## Task requirements
Below are the records; locate each line with the word "music" and copy it.
-- Provided records follows --
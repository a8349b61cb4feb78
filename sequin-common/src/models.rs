//! Playlist models

use serde::{Deserialize, Serialize};

/// A playable item
///
/// Tracks carry no identity beyond their contents; two tracks with the same
/// title, artist and path are the same track. `path` is an opaque locator
/// (usually a URL path under `/static`).
#[derive(Debug, Clone, Default, PartialEq, Eq, Hash, Serialize, Deserialize)]
pub struct Track {
    pub title: String,
    pub artist: String,
    pub path: String,
}

impl Track {
    pub fn new(
        title: impl Into<String>,
        artist: impl Into<String>,
        path: impl Into<String>,
    ) -> Self {
        Self {
            title: title.into(),
            artist: artist.into(),
            path: path.into(),
        }
    }
}

/// Built-in demo playlist loaded when no tracks are configured
pub fn demo_playlist() -> Vec<Track> {
    vec![
        Track::new("Song 1", "Artist A", "/static/music/song1.mp3"),
        Track::new("Song 2", "Artist B", "/static/music/song2.mp3"),
        Track::new("Song 3", "Artist C", "/static/music/song3.mp3"),
        Track::new("Song 4", "Artist D", "/static/music/song4.mp3"),
    ]
}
-- Provided records concluded --
## Reply to the exercise
        Track::new("Song 1", "Artist A", "/static/music/song1.mp3"),
        Track::new("Song 2", "Artist B", "/static/music/song2.mp3"),
        Track::new("Song 3", "Artist C", "/static/music/song3.mp3"),
        Track::new("Song 4", "Artist D", "/static/music/song4.mp3"),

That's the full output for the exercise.